2. The RJ modular connector as claimed in claim 1, wherein a parallel terminal of said plurality of signal terminals is located between the selected terminals coupling with each other.

3. The RJ modular connector as claimed in claim 2, wherein the small portion extends over the parallel terminal located between said selected terminals.

4. The RJ modular connector as claimed in claim 1, wherein each small portion has a via at an end thereof.

5. The RJ modular connector as claimed in claim 4, wherein each via of the trace extends through the substrate from the first surface to the, second surface to electrically connect with a corresponding solder pad being formed on the second surface of the substrate.

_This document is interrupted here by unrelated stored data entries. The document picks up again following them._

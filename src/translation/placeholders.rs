/*!
 * Placeholder protection for ad copy translation.
 *
 * Ad bodies carry dynamic tokens such as `<product>` or `<discount>` that a
 * model would happily translate. Before a request each distinct tag is
 * swapped for a numbered `__PLACEHOLDER_{n}__` sentinel, and the sentinels
 * are swapped back in the reply.
 */

use log::debug;
use once_cell::sync::Lazy;
use regex::{Captures, Regex};
use std::collections::HashMap;

/// Angle-bracket token without nested angle brackets
static TAG_REGEX: Lazy<Regex> = Lazy::new(|| {
    Regex::new(r"<[^<>]+>").expect("Invalid placeholder tag regex")
});

/// Numbered sentinel as sent to the model
static SENTINEL_REGEX: Lazy<Regex> = Lazy::new(|| {
    Regex::new(r"__PLACEHOLDER_(\d+)__").expect("Invalid placeholder sentinel regex")
});

/// Sentinel text for the n-th distinct tag
pub fn sentinel(index: usize) -> String {
    format!("__PLACEHOLDER_{}__", index)
}

/// All tags in `text`, left to right, repeats included
pub fn extract_placeholders(text: &str) -> Vec<String> {
    TAG_REGEX
        .find_iter(text)
        .map(|m| m.as_str().to_string())
        .collect()
}

/// Mapping between sentinels and the tags they stand for
///
/// Index `n` holds the tag behind `__PLACEHOLDER_{n}__`. Identical tags share
/// one index, so the map only grows with distinct tags.
#[derive(Debug, Clone, Default, PartialEq, Eq)]
pub struct PlaceholderMap {
    tags: Vec<String>,
}

impl PlaceholderMap {
    /// Replace every tag in `text` with its sentinel
    ///
    /// Returns the map needed to undo the replacement together with the
    /// protected text.
    pub fn protect(text: &str) -> (Self, String) {
        let mut tags: Vec<String> = Vec::new();
        let mut index_of: HashMap<String, usize> = HashMap::new();

        let protected = TAG_REGEX.replace_all(text, |caps: &Captures| {
            let tag = &caps[0];
            let index = *index_of.entry(tag.to_string()).or_insert_with(|| {
                tags.push(tag.to_string());
                tags.len() - 1
            });
            sentinel(index)
        });

        if !tags.is_empty() {
            debug!("Protected {} distinct placeholder(s)", tags.len());
        }

        (Self { tags }, protected.into_owned())
    }

    /// Put the original tags back in place of their sentinels
    ///
    /// Sentinels with an index this map does not know are left untouched.
    pub fn restore(&self, text: &str) -> String {
        if self.tags.is_empty() {
            return text.to_string();
        }

        SENTINEL_REGEX
            .replace_all(text, |caps: &Captures| {
                caps[1]
                    .parse::<usize>()
                    .ok()
                    .and_then(|index| self.tags.get(index))
                    .cloned()
                    .unwrap_or_else(|| caps[0].to_string())
            })
            .into_owned()
    }

    /// Distinct tags in order of first appearance
    pub fn tags(&self) -> &[String] {
        &self.tags
    }

    /// Number of distinct tags
    pub fn len(&self) -> usize {
        self.tags.len()
    }

    pub fn is_empty(&self) -> bool {
        self.tags.is_empty()
    }

    /// Sentinels that do not occur in `text`
    pub fn missing_sentinels(&self, text: &str) -> Vec<String> {
        (0..self.tags.len())
            .map(sentinel)
            .filter(|s| !text.contains(s.as_str()))
            .collect()
    }
}
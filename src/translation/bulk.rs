/*!
 * Bulk translation of ad copies across countries.
 *
 * Every (ad copy, country) pair is translated field by field, the body is
 * proofread, and one translation row is stored with the corrected body and
 * the proofreading score. Pairs run strictly one after another; the first
 * error stops the job and rows stored before it stay in the database.
 */

use log::{debug, info};

use super::progress::ProgressReporter;
use super::proofreader::Proofreader;
use super::translator::{TranslationTarget, Translator};
use crate::database::models::{AdCopy, CountryPrompt, NewTranslation, Translation};
use crate::database::Repository;
use crate::errors::{StoreError, TranslationError};

/// Outcome of a bulk job
#[derive(Debug, Clone, Default, PartialEq)]
pub struct BulkSummary {
    /// Rows written, in processing order
    pub created: Vec<Translation>,
    /// Pairs skipped because a translation already existed
    pub skipped: usize,
    /// Rows whose proofreading fell back to the default score
    pub degraded: usize,
}

impl BulkSummary {
    pub fn created_count(&self) -> usize {
        self.created.len()
    }

    /// Mean score of the created rows
    pub fn average_score(&self) -> Option<f64> {
        if self.created.is_empty() {
            return None;
        }
        let sum: u32 = self.created.iter().map(|t| u32::from(t.quality_score)).sum();
        Some(f64::from(sum) / self.created.len() as f64)
    }
}

/// Orchestrates translation, proofreading and persistence
#[derive(Debug, Clone)]
pub struct BulkTranslator {
    repository: Repository,
    translator: Translator,
    proofreader: Proofreader,
}

impl BulkTranslator {
    pub fn new(repository: Repository, translator: Translator, proofreader: Proofreader) -> Self {
        Self {
            repository,
            translator,
            proofreader,
        }
    }

    /// Look up countries by code, failing on the first unknown one
    pub async fn resolve_countries(&self, codes: &[String]) -> Result<Vec<CountryPrompt>, StoreError> {
        let mut countries = Vec::with_capacity(codes.len());
        for code in codes {
            let country = self
                .repository
                .get_country_by_code(code)
                .await?
                .ok_or_else(|| StoreError::not_found("country", code))?;
            countries.push(country);
        }
        Ok(countries)
    }

    /// Translate every ad copy into every country
    pub async fn translate(
        &self,
        ads: &[AdCopy],
        countries: &[CountryPrompt],
        progress: &dyn ProgressReporter,
    ) -> Result<BulkSummary, TranslationError> {
        let total = ads.len() * countries.len();
        info!("Translating {} ad copies into {} countries", ads.len(), countries.len());
        progress.start(total);

        let mut summary = BulkSummary::default();
        let mut done = 0;

        for ad in ads {
            for country in countries {
                let (translation, degraded) = self.translate_pair(ad, country).await?;
                if degraded {
                    summary.degraded += 1;
                }
                summary.created.push(translation);

                done += 1;
                progress.advance(done, total, &pair_label(ad, country));
            }
        }

        progress.finish(&format!("{} translations created", summary.created_count()));
        Ok(summary)
    }

    /// Translate all ad copies into one country, skipping existing pairs
    pub async fn translate_all_to(
        &self,
        country: &CountryPrompt,
        ads: &[AdCopy],
        progress: &dyn ProgressReporter,
    ) -> Result<BulkSummary, TranslationError> {
        let total = ads.len();
        info!("Translating {} ad copies into {}", total, country.country_code);
        progress.start(total);

        let mut summary = BulkSummary::default();

        for (index, ad) in ads.iter().enumerate() {
            // Check-then-insert; a concurrent writer can still create a duplicate
            if self.repository.translation_exists(ad.id, &country.country_code).await? {
                debug!("Ad copy {} already translated to {}", ad.id, country.country_code);
                summary.skipped += 1;
            } else {
                let (translation, degraded) = self.translate_pair(ad, country).await?;
                if degraded {
                    summary.degraded += 1;
                }
                summary.created.push(translation);
            }

            progress.advance(index + 1, total, &pair_label(ad, country));
        }

        progress.finish(&format!(
            "{} created, {} skipped",
            summary.created_count(),
            summary.skipped
        ));
        Ok(summary)
    }

    /// Translate, proofread and store one ad copy for one country
    async fn translate_pair(
        &self,
        ad: &AdCopy,
        country: &CountryPrompt,
    ) -> Result<(Translation, bool), TranslationError> {
        let target = TranslationTarget::from(country);

        let headline = self.translator.translate_text(&ad.headline, &target).await?;
        let body = self.translator.translate_text(&ad.body, &target).await?;
        let link_text = match ad.link_text() {
            Some(text) => self.translator.translate_text(text, &target).await?,
            None => String::new(),
        };
        let product = match ad.product() {
            Some(text) => self.translator.translate_text(text, &target).await?,
            None => String::new(),
        };

        let outcome = self
            .proofreader
            .proofread(&ad.body, &body, &country.language)
            .await?;
        let degraded = outcome.is_degraded();
        let review = outcome.into_result();

        let translation = self
            .repository
            .insert_translation(&NewTranslation {
                ad_copy_id: ad.id,
                country_code: country.country_code.clone(),
                language: country.language.clone(),
                headline,
                body: review.corrected,
                link_text,
                product,
                quality_score: review.score,
            })
            .await?;

        debug!(
            "Stored translation {} (ad {}, {}, score {})",
            translation.id, ad.id, country.country_code, translation.quality_score
        );
        Ok((translation, degraded))
    }
}

fn pair_label(ad: &AdCopy, country: &CountryPrompt) -> String {
    format!("{} -> {}", ad.short_headline(30), country.country_code)
}
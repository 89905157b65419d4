/*!
 * Prompt templates for ad copy translation and proofreading.
 *
 * The translation prompt stacks the country's system and user prompts on top
 * of a fixed directive; the proofreading prompt asks for a single JSON object.
 */

/// Template with `{name}` variables
#[derive(Debug, Clone)]
pub struct PromptTemplate {
    /// The template string with placeholders
    template: String,
}

impl PromptTemplate {
    /// Directive appended after the country prompts
    pub const TRANSLATE_DIRECTIVE: &'static str = "Translate the following text to {language}. \nIMPORTANT: Keep __PLACEHOLDER_X__ markers exactly as they are, do not translate them.\n\nText to translate:\n{text}\n\nReturn ONLY the translated text, no explanations.";

    /// Proofreading instructions
    pub const PROOFREADER: &'static str = r#"You are a translation quality expert. Evaluate this translation from English to {language}.

Original: {original}
Translation: {translation}

Rate the translation quality from 0-100 based on:
- Accuracy (meaning preserved)
- Fluency (natural in target language)
- Marketing tone (persuasive and engaging)
- Grammar and spelling

If there are issues, provide a corrected version.

Respond ONLY in this JSON format:
{"score": <0-100>, "corrected": "<corrected translation or same if perfect>", "feedback": "<brief feedback>"}"#;

    /// Create a new prompt template.
    pub fn new(template: &str) -> Self {
        Self {
            template: template.to_string(),
        }
    }

    /// Translation directive template
    pub fn translate_directive() -> Self {
        Self::new(Self::TRANSLATE_DIRECTIVE)
    }

    /// Proofreading template
    pub fn proofreader() -> Self {
        Self::new(Self::PROOFREADER)
    }

    /// Render the template with the given variables.
    ///
    /// Variables are substituted in one pass so values that themselves
    /// contain `{...}` are not expanded again.
    pub fn render(&self, vars: &[(&str, &str)]) -> String {
        let mut out = String::with_capacity(self.template.len());
        let mut rest = self.template.as_str();

        while let Some(open) = rest.find('{') {
            out.push_str(&rest[..open]);
            let after = &rest[open + 1..];
            let replaced = after.find('}').and_then(|close| {
                let name = &after[..close];
                vars.iter()
                    .find(|(key, _)| *key == name)
                    .map(|(_, value)| (*value, close))
            });

            match replaced {
                Some((value, close)) => {
                    out.push_str(value);
                    rest = &after[close + 1..];
                }
                None => {
                    out.push('{');
                    rest = after;
                }
            }
        }
        out.push_str(rest);
        out
    }
}

/// Builder for the translation prompt of one field
#[derive(Debug, Clone, Default)]
pub struct TranslationPromptBuilder {
    language: String,
    system_prompt: String,
    user_prompt: String,
    text: String,
}

impl TranslationPromptBuilder {
    /// Create a new prompt builder.
    pub fn new(language: &str) -> Self {
        Self {
            language: language.to_string(),
            ..Default::default()
        }
    }

    /// Set the role guidance
    pub fn with_system_prompt(mut self, system_prompt: &str) -> Self {
        self.system_prompt = system_prompt.to_string();
        self
    }

    /// Set the task guidance
    pub fn with_user_prompt(mut self, user_prompt: &str) -> Self {
        self.user_prompt = user_prompt.to_string();
        self
    }

    /// Set the (already protected) text to translate
    pub fn with_text(mut self, text: &str) -> Self {
        self.text = text.to_string();
        self
    }

    /// Build the full prompt
    pub fn build(&self) -> String {
        let directive = PromptTemplate::translate_directive()
            .render(&[("language", &self.language), ("text", &self.text)]);
        format!("{}\n\n{}\n\n{}", self.system_prompt, self.user_prompt, directive)
    }
}

/// Build the proofreading prompt for an original and its translation
pub fn build_proofread_prompt(original: &str, translation: &str, language: &str) -> String {
    PromptTemplate::proofreader().render(&[
        ("language", language),
        ("original", original),
        ("translation", translation),
    ])
}
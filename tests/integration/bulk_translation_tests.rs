/*!
 * End-to-end tests for bulk translation over an in-memory store
 */

use std::sync::Arc;

use adsync::database::models::{NewTranslation, TranslationFilter};
use adsync::errors::{ProviderError, TranslationError};
use adsync::providers::Provider;
use adsync::translation::progress::ProgressEvent;
use adsync::translation::{BulkTranslator, Proofreader, RecordingProgress, Translator};

use crate::common::{self, mock_providers::RoutingProvider};

fn bulk_for(repo: &adsync::Repository, provider: &RoutingProvider) -> BulkTranslator {
    let provider: Arc<dyn Provider> = Arc::new(provider.clone());
    BulkTranslator::new(
        repo.clone(),
        Translator::new(provider.clone()),
        Proofreader::new(provider),
    )
}

#[tokio::test]
async fn test_translate_twoAdsThreeCountries_shouldCreateSixRowsAndSixUpdates() {
    common::init_test_logging();
    let (repo, ads, countries) = common::seeded_repository().await.unwrap();
    let provider = RoutingProvider::new(91);
    let progress = RecordingProgress::new();

    let summary = bulk_for(&repo, &provider)
        .translate(&ads, &countries, &progress)
        .await
        .unwrap();

    assert_eq!(summary.created_count(), 6);
    assert_eq!(summary.degraded, 0);
    let stored = repo.list_translations(&TranslationFilter::default()).await.unwrap();
    assert_eq!(stored.len(), 6);

    let advances = progress.advances();
    assert_eq!(advances.len(), 6);
    assert_eq!(advances, (1..=6).map(|done| (done, 6)).collect::<Vec<_>>());
    assert_eq!(progress.events().first(), Some(&ProgressEvent::Started(6)));

    // first ad has all four fields, second only headline and body
    assert_eq!(provider.translate_calls(), 3 * 4 + 3 * 2);
    assert_eq!(provider.proofread_calls(), 6);
}

#[tokio::test]
async fn test_translate_shouldVisitPairsAdMajor() {
    let (repo, ads, countries) = common::seeded_repository().await.unwrap();
    let provider = RoutingProvider::new(80);

    let summary = bulk_for(&repo, &provider)
        .translate(&ads, &countries, &RecordingProgress::new())
        .await
        .unwrap();

    let order: Vec<(i64, &str)> = summary
        .created
        .iter()
        .map(|t| (t.ad_copy_id, t.country_code.as_str()))
        .collect();
    assert_eq!(
        order,
        vec![
            (ads[0].id, "FR"),
            (ads[0].id, "DE"),
            (ads[0].id, "JP"),
            (ads[1].id, "FR"),
            (ads[1].id, "DE"),
            (ads[1].id, "JP"),
        ]
    );
}

#[tokio::test]
async fn test_translate_frenchScenario_shouldKeepProductTagInBody() {
    let (repo, ads, countries) = common::seeded_repository().await.unwrap();
    let provider = RoutingProvider::new(88);
    let french = countries.iter().find(|c| c.language == "French").unwrap().clone();

    let summary = bulk_for(&repo, &provider)
        .translate(&ads[..1], &[french], &RecordingProgress::new())
        .await
        .unwrap();

    let row = &summary.created[0];
    assert_eq!(row.language, "French");
    assert!(row.body.contains("<product>"), "body was {}", row.body);
    assert!(row.body.ends_with("(checked)"), "body should be the corrected text");
    assert_eq!(row.headline, "[French] Get 50% off today!");
    assert_eq!(row.link_text, "[French] Shop now");
    assert_eq!(row.product, "[French] Sneakers");
    assert_eq!(row.quality_score, 88);

    let sent = provider.prompts();
    assert!(sent.iter().all(|p| !p.contains("Text to translate:\nShop now and save on <product>")));
    assert!(sent.iter().any(|p| p.starts_with("You are a French copywriter.")));
}

#[tokio::test]
async fn test_translate_withFailureMidway_shouldKeepEarlierRows() {
    let (repo, ads, countries) = common::seeded_repository().await.unwrap();
    // first pair needs 4 translations + 1 proofread, the second pair fails on its headline
    let provider = RoutingProvider::new(75).failing_after(5);
    let progress = RecordingProgress::new();

    let result = bulk_for(&repo, &provider).translate(&ads, &countries, &progress).await;

    assert!(matches!(
        result,
        Err(TranslationError::Provider(ProviderError::ApiError { status_code: 503, .. }))
    ));
    let stored = repo.list_translations(&TranslationFilter::default()).await.unwrap();
    assert_eq!(stored.len(), 1);
    assert_eq!(stored[0].country_code, "FR");
    assert_eq!(progress.advances(), vec![(1, 6)]);
    assert_eq!(provider.calls(), 6);
}

#[tokio::test]
async fn test_translateAllTo_withExistingRow_shouldSkipWithoutModelCalls() {
    let (repo, ads, countries) = common::seeded_repository().await.unwrap();
    let german = countries.iter().find(|c| c.country_code == "DE").unwrap().clone();
    repo.insert_translation(&NewTranslation {
        ad_copy_id: ads[0].id,
        country_code: "DE".to_string(),
        language: "German".to_string(),
        headline: "Heute 50% Rabatt!".to_string(),
        body: "Jetzt kaufen und bei <product> sparen...".to_string(),
        link_text: "Jetzt kaufen".to_string(),
        product: "Turnschuhe".to_string(),
        quality_score: 97,
    })
    .await
    .unwrap();
    let provider = RoutingProvider::new(82);
    let progress = RecordingProgress::new();

    let summary = bulk_for(&repo, &provider)
        .translate_all_to(&german, &ads, &progress)
        .await
        .unwrap();

    assert_eq!(summary.skipped, 1);
    assert_eq!(summary.created_count(), 1);
    assert_eq!(summary.created[0].ad_copy_id, ads[1].id);
    // only the second ad (headline + body + proofread)
    assert_eq!(provider.calls(), 3);
    assert_eq!(progress.advances(), vec![(1, 2), (2, 2)]);

    let german_rows = repo
        .list_translations(&TranslationFilter {
            country_code: Some("DE".to_string()),
            ..Default::default()
        })
        .await
        .unwrap();
    assert_eq!(german_rows.len(), 2);
}

#[tokio::test]
async fn test_translateAllTo_runTwice_shouldNotDuplicate() {
    let (repo, ads, countries) = common::seeded_repository().await.unwrap();
    let japan = countries.iter().find(|c| c.country_code == "JP").unwrap().clone();
    let provider = RoutingProvider::new(90);
    let bulk = bulk_for(&repo, &provider);

    let first = bulk.translate_all_to(&japan, &ads, &RecordingProgress::new()).await.unwrap();
    let second = bulk.translate_all_to(&japan, &ads, &RecordingProgress::new()).await.unwrap();

    assert_eq!(first.created_count(), 2);
    assert_eq!(second.created_count(), 0);
    assert_eq!(second.skipped, 2);
    assert_eq!(repo.stats().await.unwrap().translation_count, 2);
}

6. The RJ modular connector as claimed in claim 5, wherein a plurality of parallel connection traces are formed on the second surface of the substrate, and each connection trace on the second surface is connected to at least one of selected solder pad on the second surface.

7. The RJ modular connector as claimed in claim 6, wherein a first group of connection traces on the second surface of the substrate all have a third width and correspondingly align with the large portions of the first group traces on the first surface, and a second group of connection traces on the second surface of the substrate all have a fourth width and correspondingly align with the large portions of the second group traces on the first surface of the substrate.

8. The RJ modular connector as claimed in claim 1, wherein the terminal insert further comprises a lower substrate, the upper and the lower substrates together sandwich the signal terminals therebetween.

9. The RJ modular connector as claimed in claim 8, wherein the connector further comprises at least one conductor, and each conductor has a side beam being sandwiched by the upper and lower substrates and attaches the upper and the lower substrates together.

10. The RJ modular connector as claimed in claim 9, wherein said side beam of the conductor further comprises a plurality of barbs interfering with the housing of the modular connector thereby securing the terminal insert to the housing.

11. The RJ modular connector as claimed in claim 10, wherein the conductor further comprises a ground tail connecting the ground from the motherboard to the terminal insert.